The new process also increases the number of factors that a new assessment agency must consider, such as the implications of a project on gender issues. All this extra work will drag out hearings, Roman said. “Federal assessments are already the longest and slowest assessment process that exists among the developed countries, two times as long as in the United States.”
In the end, it’s hard to imagine how anyone will benefit from this new process, save for the green and social justice groups paid to thwart Canada’s oil and gas development.

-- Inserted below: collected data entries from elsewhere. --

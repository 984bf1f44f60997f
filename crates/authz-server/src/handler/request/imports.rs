//! Staff CSV import parsing.
//!
//! The file is comma separated with a header row:
//!
//! ```text
//! personal_identification_code,forename,surname,email,phone,department,roles
//! 37605030299,Mari,Maasikas,mari@example.ee,,Tõlkeosakond,Tõlkija;Toimetaja
//! ```
//!
//! `roles` holds role names separated by `;`. Empty `phone` and `department`
//! cells are allowed.

use std::collections::HashMap;

use serde::Deserialize;
use validator::Validate;

use super::validations::{
    validate_not_blank, validate_personal_identification_code, validate_phone_number,
};
use crate::handler::response::ValidationErrorDetail;

/// Expected header of a staff CSV file.
pub const STAFF_CSV_HEADER: [&str; 7] = [
    "personal_identification_code",
    "forename",
    "surname",
    "email",
    "phone",
    "department",
    "roles",
];

/// Separator of role names within the `roles` cell.
pub const ROLE_SEPARATOR: char = ';';

/// One parsed row of a staff CSV file.
#[derive(Debug, Clone, Deserialize, Validate)]
pub struct StaffImportRow {
    #[validate(custom(function = "validate_personal_identification_code"))]
    pub personal_identification_code: String,
    #[validate(length(min = 1, max = 255), custom(function = "validate_not_blank"))]
    pub forename: String,
    #[validate(length(min = 1, max = 255), custom(function = "validate_not_blank"))]
    pub surname: String,
    #[validate(email, length(min = 3, max = 320))]
    pub email: String,
    #[validate(length(max = 50), custom(function = "validate_phone_number"))]
    pub phone: Option<String>,
    #[validate(length(max = 255))]
    pub department: Option<String>,
    #[serde(default)]
    pub roles: String,
}

impl StaffImportRow {
    /// Returns the trimmed, non-empty role names of the row.
    pub fn role_names(&self) -> Vec<String> {
        self.roles
            .split(ROLE_SEPARATOR)
            .map(str::trim)
            .filter(|name| !name.is_empty())
            .map(str::to_owned)
            .collect()
    }

    /// Returns whether the row names the person as `forename surname`,
    /// ignoring case and surrounding whitespace.
    pub fn names_match(&self, forename: &str, surname: &str) -> bool {
        let same = |a: &str, b: &str| a.trim().to_lowercase() == b.trim().to_lowercase();
        same(&self.forename, forename) && same(&self.surname, surname)
    }

    /// Returns the trimmed department name, if any.
    pub fn department_name(&self) -> Option<&str> {
        self.department
            .as_deref()
            .map(str::trim)
            .filter(|name| !name.is_empty())
    }
}

/// Rows of a staff CSV file together with every row-level error.
#[derive(Debug, Default)]
pub struct StaffImport {
    /// Rows that passed field validation, with their zero-based row index.
    pub rows: Vec<(usize, StaffImportRow)>,
    /// Problems found while parsing and validating.
    pub errors: Vec<ValidationErrorDetail>,
    /// Number of data rows in the file.
    pub row_count: usize,
}

impl StaffImport {
    /// Parses and validates a staff CSV file.
    ///
    /// Parsing never stops at the first problem: every row is checked so that
    /// a dry run can report all errors at once.
    pub fn parse(data: &[u8]) -> Self {
        let mut import = Self::default();
        let mut reader = csv::ReaderBuilder::new()
            .has_headers(true)
            .trim(csv::Trim::All)
            .from_reader(data);

        match reader.headers() {
            Ok(headers) if headers.iter().eq(STAFF_CSV_HEADER) => {}
            Ok(headers) => {
                import.errors.push(ValidationErrorDetail::new(
                    "header",
                    "invalid_header",
                    format!(
                        "Expected header `{}`, found `{}`",
                        STAFF_CSV_HEADER.join(","),
                        headers.iter().collect::<Vec<_>>().join(",")
                    ),
                ));
                return import;
            }
            Err(error) => {
                import.errors.push(ValidationErrorDetail::new(
                    "header",
                    "unreadable_csv",
                    error.to_string(),
                ));
                return import;
            }
        }

        let mut seen_codes: HashMap<String, usize> = HashMap::new();

        for (index, record) in reader.deserialize::<StaffImportRow>().enumerate() {
            import.row_count += 1;

            let row = match record {
                Ok(row) => row,
                Err(error) => {
                    import.errors.push(row_error(index, "row", "unreadable_row", error.to_string()));
                    continue;
                }
            };

            if let Err(errors) = row.validate() {
                for (field, field_errors) in errors.field_errors() {
                    for error in field_errors {
                        let message = error
                            .message
                            .as_ref()
                            .map(ToString::to_string)
                            .unwrap_or_else(|| format!("Invalid value for {field}"));
                        import.errors.push(row_error(index, &field, &error.code, message));
                    }
                }
                continue;
            }

            if let Some(first) = seen_codes.get(&row.personal_identification_code) {
                import.errors.push(row_error(
                    index,
                    "personal_identification_code",
                    "duplicate_personal_identification_code",
                    format!("Personal identification code already appears on row {}", first + 1),
                ));
                continue;
            }
            seen_codes.insert(row.personal_identification_code.clone(), index);

            import.rows.push((index, row));
        }

        import
    }

    /// Returns whether no errors were found.
    #[inline]
    pub fn is_valid(&self) -> bool {
        self.errors.is_empty()
    }

    /// Returns the distinct role names referenced by valid rows.
    pub fn role_names(&self) -> Vec<String> {
        let mut names: Vec<String> = self
            .rows
            .iter()
            .flat_map(|(_, row)| row.role_names())
            .collect();
        names.sort();
        names.dedup();
        names
    }
}

/// Builds an error for the data row at zero-based `index`.
pub fn row_error(
    index: usize,
    field: &str,
    code: &str,
    message: impl Into<String>,
) -> ValidationErrorDetail {
    ValidationErrorDetail::new(format!("rows[{index}].{field}"), code, message)
}

#[cfg(test)]
mod tests {
    use super::*;

    const HEADER: &str = "personal_identification_code,forename,surname,email,phone,department,roles\n";

    #[test]
    fn parses_valid_rows() {
        let csv = format!(
            "{HEADER}37605030299,Mari,Maasikas,mari@example.ee,,Tõlkeosakond,Tõlkija; Toimetaja\n\
             49403136526,Jaan,Tamm,jaan@example.ee,+372 5555 5555,,Tõlkija\n"
        );

        let import = StaffImport::parse(csv.as_bytes());
        assert!(import.is_valid(), "{:?}", import.errors);
        assert_eq!(import.row_count, 2);
        assert_eq!(import.rows.len(), 2);

        let (_, first) = &import.rows[0];
        assert_eq!(first.role_names(), vec!["Tõlkija", "Toimetaja"]);
        assert_eq!(first.department_name(), Some("Tõlkeosakond"));
        assert_eq!(first.phone, None);

        let (_, second) = &import.rows[1];
        assert_eq!(second.department_name(), None);
        assert_eq!(import.role_names(), vec!["Toimetaja", "Tõlkija"]);
    }

    #[test]
    fn reports_every_invalid_row() {
        let csv = format!(
            "{HEADER}37605030291,Mari,Maasikas,mari@example.ee,,,Tõlkija\n\
             49403136526,,Tamm,not-an-email,,,Tõlkija\n"
        );

        let import = StaffImport::parse(csv.as_bytes());
        assert!(!import.is_valid());
        assert!(import.rows.is_empty());

        let fields: Vec<&str> = import.errors.iter().map(|e| e.field.as_str()).collect();
        assert!(fields.contains(&"rows[0].personal_identification_code"));
        assert!(fields.contains(&"rows[1].forename"));
        assert!(fields.contains(&"rows[1].email"));
    }

    #[test]
    fn rejects_duplicate_codes() {
        let csv = format!(
            "{HEADER}37605030299,Mari,Maasikas,mari@example.ee,,,Tõlkija\n\
             37605030299,Mari,Maasikas,mari2@example.ee,,,Tõlkija\n"
        );

        let import = StaffImport::parse(csv.as_bytes());
        assert_eq!(import.rows.len(), 1);
        assert_eq!(import.errors.len(), 1);
        assert_eq!(import.errors[0].code, "duplicate_personal_identification_code");
    }

    #[test]
    fn names_compare_loosely() {
        let csv = format!("{HEADER}37605030299, mari ,MAASIKAS,mari@example.ee,,,Tõlkija\n");
        let import = StaffImport::parse(csv.as_bytes());
        let (_, row) = &import.rows[0];

        assert!(row.names_match("Mari", "Maasikas"));
        assert!(!row.names_match("Mari", "Mustikas"));
        assert!(!row.names_match("Maria", "Maasikas"));
    }

    #[test]
    fn rejects_unexpected_header() {
        let import = StaffImport::parse(b"isikukood,nimi\n37605030299,Mari\n");
        assert_eq!(import.errors.len(), 1);
        assert_eq!(import.errors[0].field, "header");
        assert_eq!(import.row_count, 0);
    }
}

It’s possible that good intentions have been driving the Liberals, a heartfelt urge to protect the environment but to also proceed with responsible resource development. But it seems like the Liberals are naive about the legal consequences of this new process. With the way Environment Minister Catherine McKenna regularly slights the oil and gas sector, one wonders if malice isn’t also at play.
This isn’t likely to end well when it comes to jobs and prosperity. Prime Minister Justin Trudeau speaks of wanting to partner with Indigenous groups on major industrial projects as part of reconciliation, but his own assessment process will prevent that.
As Andrew Roman asks, “How do you partner with people if there are no more projects?”